Omega – Un livre de Robert Sheckley, traduit de l’anglais par Frank Straschitz et Marie Koullen. Editions Goater, 2022. Collection Rechute. Première parution 1960.
Le héros de l’histoire débarque sur la planète Omega, le bagne universel. Il a perdu la mémoire et ne connait plus ni son identité, ni la raison de son exil. Omega est le plus chouette endroit pour les criminels, qu’ils soient assassins, violeurs, dealers ou voleurs. On y récompense le crime et c’est même le meilleur moyen de s’élever socialement, pourrait-on dire, et surtout le seul pour survivre. Forcé à se défendre et tombant de Charybde en Scylla, le héros, l’anti-héros pourrait-on dire, finit par réussir et approcher la société secrète qui tient le haut du pavé sur cette planète terrifiante. Au bout de ses aventures, il reviendra sur Terre et découvrira son crime et l’informateur qui l’aura dénoncé.

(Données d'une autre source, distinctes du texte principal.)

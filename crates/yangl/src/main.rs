#![allow(clippy::doc_markdown)]
#![allow(clippy::missing_errors_doc)]

use std::path::PathBuf;

use clap::{Parser, Subcommand};
use yangl::loader::FsSchemaSource;
use yangl::schema::Context;
use yangl_support::{Level, SchemaSource};

#[derive(Parser)]
#[command(name = "yangl", about = "YANG schema compilation and instance-data validation")]
struct Cli {
  /// Directory to search for imported/included modules.
  #[arg(short, long, global = true)]
  search_dir: Option<PathBuf>,

  /// Increase log verbosity (repeatable).
  #[arg(short, long, global = true, action = clap::ArgAction::Count)]
  verbose: u8,

  #[command(subcommand)]
  command: Commands,
}

#[derive(Subcommand)]
enum Commands {
  /// Resolve a module's raw text from the search path and print it.
  Load { name: String, revision: Option<String> },
  /// Load the built-in module set and report what's implemented.
  Validate,
  /// Print the `ietf-yang-library` modules-state tree.
  Info,
}

fn verbosity_from_count(count: u8) -> Level {
  match count {
    0 => Level::Error,
    1 => Level::Warning,
    2 => Level::Verbose,
    _ => Level::Debug,
  }
}

fn main() -> anyhow::Result<()> {
  let cli = Cli::parse();

  let mut ctx = Context::new(cli.search_dir.as_deref())?;
  ctx.set_verbosity(verbosity_from_count(cli.verbose));

  match cli.command {
    Commands::Load { name, revision } => {
      let source = FsSchemaSource::new(ctx.search_dirs().to_vec());
      let (text, format) = source.load(&name, revision.as_deref())?;
      println!("# {name} ({format})\n{text}");
    }
    Commands::Validate => {
      println!("loaded {} built-in module(s):", ctx.modules().count());
      for (_, module) in ctx.modules() {
        println!("  {} (implemented: {})", module.name, module.implemented);
      }
    }
    Commands::Info => {
      let tree = ctx.info()?;
      for &root in tree.roots() {
        print_data_node(&tree, root, 0);
      }
    }
  }

  Ok(())
}

fn print_data_node(tree: &yangl::data::DataTree, id: yangl::data::DataNodeId, depth: usize) {
  let node = tree.node(id);
  let indent = "  ".repeat(depth);
  match &node.value_str {
    Some(value) => println!("{indent}{}: {value}", node.name),
    None => println!("{indent}{}", node.name),
  }
  for &child in &node.children {
    print_data_node(tree, child, depth + 1);
  }
}
//! Lazy path construction for [`yangl_support::Diag::with_path`] (spec
//! §4.7/§7): walking a schema or data node's ancestors to build
//! `/mod:name` segments, appending `[key='value']` predicates for list
//! instances. Kept separate from `yangl_support::diag` since building a
//! path needs [`crate::schema::Context`]/[`crate::data::DataTree`]
//! awareness the support crate doesn't have.

use crate::data::{DataNodeId, DataTree};
use crate::schema::{Context, NodeId, SchemaNodeKind};

/// Builds `/mod:a/mod:b[key='value']` for `node`, crossing module
/// boundaries whenever an ancestor's owning module differs from its
/// parent's (mirroring the prefix-vs-no-prefix rule real YANG paths use).
#[must_use]
pub fn schema_path(ctx: &Context, node: NodeId) -> String {
  let mut segments = Vec::new();
  let mut cur = Some(node);
  let mut last_module = None;

  while let Some(id) = cur {
    let n = ctx.node(id);
    let module_name = ctx.module(n.module).name.clone();
    let prefixed = match &last_module {
      Some(m) if *m == module_name => n.name.to_string(),
      _ => format!("{module_name}:{}", n.name),
    };
    segments.push(prefixed);
    last_module = Some(module_name);
    cur = n.parent;
  }

  segments.reverse();
  format!("/{}", segments.join("/"))
}

/// As [`schema_path`], but walking a data-tree instance: list/leaf-list
/// entries get a `[key='value']`/`[.='value']` predicate appended.
#[must_use]
pub fn data_path(tree: &DataTree, schema: &Context, node: DataNodeId) -> String {
  let mut segments = Vec::new();
  let mut cur = Some(node);
  let mut last_module = None;

  while let Some(id) = cur {
    let data = tree.node(id);
    let schema_node = schema.node(data.schema);
    let module_name = schema.module(schema_node.module).name.clone();
    let mut segment = match &last_module {
      Some(m) if *m == module_name => data.name.to_string(),
      _ => format!("{module_name}:{}", data.name),
    };

    match &schema_node.kind {
      SchemaNodeKind::List { keys, .. } => {
        for key_id in keys {
          let key_name = schema.node(*key_id).name.clone();
          let Some(key_value) = data.children.iter().find_map(|&c| {
            let child = tree.node(c);
            (child.schema == *key_id).then(|| child.value_str.clone()).flatten()
          }) else {
            continue;
          };
          segment.push_str(&format!("[{key_name}='{key_value}']"));
        }
      }
      SchemaNodeKind::LeafList { .. } => {
        if let Some(value) = &data.value_str {
          segment.push_str(&format!("[.='{value}']"));
        }
      }
      _ => {}
    }

    segments.push(segment);
    last_module = Some(module_name);
    cur = data.parent;
  }

  segments.reverse();
  format!("/{}", segments.join("/"))
}

#[cfg(test)]
mod tests {
  use yangl_support::Atom;

  use super::*;
  use crate::schema::{Module, NodeFlags, Type, TypeKind};

  #[test]
  fn schema_path_joins_ancestors_with_module_prefixes() {
    let mut ctx = Context::new(None).expect("no search dir, no filesystem access");
    let module = ctx.new_module(Module::new(Atom::from("m"), "urn:m", Atom::from("m")));
    let container = ctx.alloc_node(module, None, Atom::from("top"), SchemaNodeKind::Container { presence: None }, NodeFlags::default());
    let leaf = ctx.alloc_node(
      module,
      Some(container),
      Atom::from("name"),
      SchemaNodeKind::Leaf {
        ty: Type::builtin(TypeKind::String {
          length: None,
          patterns: Vec::new(),
        }),
        default: None,
      },
      NodeFlags::default(),
    );

    assert_eq!(schema_path(&ctx, leaf), "/m:top/m:name");
  }
}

Il entra dans la pièce voisine. Et se trouva face à face avec le dénonciateur. Au cours de cette confrontation haletante, Barrent (c’est son nom) se souvint. Dans un déluge irrésistible d’images-souvenirs, il se revit, petit garçon, entrer dans la salle de classe privée. Il réentendit le ronronnement apaisant des machines, revit les jolies lumières de toutes les couleurs, réentendit la voix insinuante de la machine lui murmurer des choses. Au début, cette voix l’emplissait d’épouvante ; ce qu’elle suggérait était impensable. Puis, peu à peu, il s’y était habitué, ainsi qu’à toutes les choses étranges qui se passaient dans la classe privée. Il avait appris. Les machines faisaient pénétrer leur enseignement jusqu’au plus profond de l’inconscient, tissant les instincts vitaux élémentaires d’un réseau de conditionnement acquis. Elles enseignaient , puis bloquaient la connaissance consciente des leçons, qui demeuraient implantées à jamais, sans jamais remonter à la conscience. Que lui avait-on enseigné ? Pour le bien commun, tu seras ton propre policier et ton propre témoin. Tu assumeras la responsabilité de tout crime que tu pourrais éventuellement avoir commis. Le visage du dénonciateur continuait à le regarder impassiblement. C’était son propre visage, le visage de Barrent, dont le reflet lui était renvoyé par un miroir fixé au mur. Il s’était dénoncé lui-même… La présomption de sa culpabilité était devenue irrésistible, s’était transformée en une certitude de culpabilité. Il s’était rendu dans la cabine du robot-confesseur et avait donné des preuves formelles contre lui-même. Il s’était condamné en se fondant sur des probabilités.
Plein d’humour et d’effroi comme les grandes dystopies glaçantes, le livre se lit à toute vitesse. On n’a pas besoin de connaître le fin mot de l’histoire dont on se doute assez vite qu’elle met au centre du jeu la vie même et ses règles instituées sur la Terre.
Comme il est dit sur la quatrième de couverture : … Jusqu’au jour où il revient sur Terre. Il croit ses malheurs terminés. C’est alors qu’il apprend la vérité sur sa condamnation. Et tout à coup, Omega lui apparait comme une sorte de paradis.